(Collected data entries)
#####

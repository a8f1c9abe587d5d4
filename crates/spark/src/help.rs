//! Aligned help rendering from command metadata.
//!
//! [`render_help`] turns a [`CommandMetadata`] into up to four blocks, each
//! introduced by a translated, colored heading:
//!
//! ```text
//! Usage:
//!   make:model [arguments]
//!
//! Description:
//!   Generates a new model file.
//!
//! Arguments:
//!   name  The model class name.
//!
//! Options:
//!   --table  Supply a table name.
//!   --force  Force overwrite existing file.
//! ```
//!
//! Only the usage block is always present; the others appear when the
//! corresponding metadata is non-empty. Rows in the arguments and options
//! blocks are aligned on the widest key of their own block.

use crate::metadata::{CommandMetadata, Entries};
use crate::output::{Color, Output};
use crate::translate::{self, Translator};
use serde::Deserialize;
use std::io;
use unicode_width::UnicodeWidthStr;

/// Layout and colors for help output.
#[derive(Debug, Clone, PartialEq, Eq, Deserialize)]
#[serde(default, deny_unknown_fields)]
pub struct HelpConfig {
    /// Color of block headings.
    pub heading_color: Color,
    /// Color of argument and option names.
    pub item_color: Color,
    /// Left indentation of block bodies.
    pub indent: usize,
    /// Gap between the name column and descriptions.
    pub extra: usize,
}

impl Default for HelpConfig {
    fn default() -> Self {
        Self {
            heading_color: Color::Yellow,
            item_color: Color::Green,
            indent: 2,
            extra: 2,
        }
    }
}

/// Indents `item` and right-pads it to at least `max + extra + indent` columns.
///
/// Items already at or past the target are returned indented but otherwise
/// untouched; nothing is ever truncated.
///
/// # Example
///
/// ```
/// use spark::help::pad;
///
/// assert_eq!(pad("name", 4, 2, 2), "  name  ");
/// assert_eq!(pad("make:model", 0, 0, 2), "  make:model");
/// assert_eq!(pad("longer", 2, 0, 0), "longer");
/// ```
pub fn pad(item: &str, max: usize, extra: usize, indent: usize) -> String {
    let target = max + extra + indent;
    let mut padded = String::with_capacity(target.max(indent + item.len()));
    padded.extend(std::iter::repeat(' ').take(indent));
    padded.push_str(item);
    let width = indent + item.width();
    if width < target {
        padded.extend(std::iter::repeat(' ').take(target - width));
    }
    padded
}

/// Width of the widest key in `entries`, 0 when there are none.
pub fn column_width(entries: &Entries) -> usize {
    entries.column_width()
}

/// Writes the help text for `meta` through `output`.
pub fn render_help(
    meta: &CommandMetadata,
    output: &dyn Output,
    translator: &dyn Translator,
    config: &HelpConfig,
) -> io::Result<()> {
    output.write(
        &translator.translate(translate::HELP_USAGE),
        Some(config.heading_color),
    )?;
    output.write(&pad(&meta.usage_line(), 0, 0, config.indent), None)?;

    if let Some(description) = meta.summary() {
        output.new_line()?;
        output.write(
            &translator.translate(translate::HELP_DESCRIPTION),
            Some(config.heading_color),
        )?;
        output.write(&pad(description, 0, 0, config.indent), None)?;
    }

    render_entries(
        output,
        translator,
        config,
        translate::HELP_ARGUMENTS,
        &meta.arguments,
    )?;
    render_entries(
        output,
        translator,
        config,
        translate::HELP_OPTIONS,
        &meta.options,
    )?;

    Ok(())
}

fn render_entries(
    output: &dyn Output,
    translator: &dyn Translator,
    config: &HelpConfig,
    heading: &str,
    entries: &Entries,
) -> io::Result<()> {
    if entries.is_empty() {
        return Ok(());
    }

    output.new_line()?;
    output.write(&translator.translate(heading), Some(config.heading_color))?;

    let width = column_width(entries);
    for (name, description) in entries.iter() {
        let name = pad(name, width, config.extra, config.indent);
        let row = format!("{}{}", output.color(&name, config.item_color), description);
        output.write(&row, None)?;
    }

    Ok(())
}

#####

» EXERCISE INSTRUCTIONS
Print only these lines, please. They run from the start of the entries above to the line containing "pub struct HelpConfig", both ends included, and must match exactly.

» SOLUTION TO THIS EXERCISE
repository a8f1c9abe587d5d4
filename crates/spark/src/help.rs
//! Aligned help rendering from command metadata.
//!
//! [`render_help`] turns a [`CommandMetadata`] into up to four blocks, each
//! introduced by a translated, colored heading:
//!
//! ```text
//! Usage:
//!   make:model [arguments]
//!
//! Description:
//!   Generates a new model file.
//!
//! Arguments:
//!   name  The model class name.
//!
//! Options:
//!   --table  Supply a table name.
//!   --force  Force overwrite existing file.
//! ```
//!
//! Only the usage block is always present; the others appear when the
//! corresponding metadata is non-empty. Rows in the arguments and options
//! blocks are aligned on the widest key of their own block.

use crate::metadata::{CommandMetadata, Entries};
use crate::output::{Color, Output};
use crate::translate::{self, Translator};
use serde::Deserialize;
use std::io;
use unicode_width::UnicodeWidthStr;

/// Layout and colors for help output.
#[derive(Debug, Clone, PartialEq, Eq, Deserialize)]
#[serde(default, deny_unknown_fields)]
pub struct HelpConfig {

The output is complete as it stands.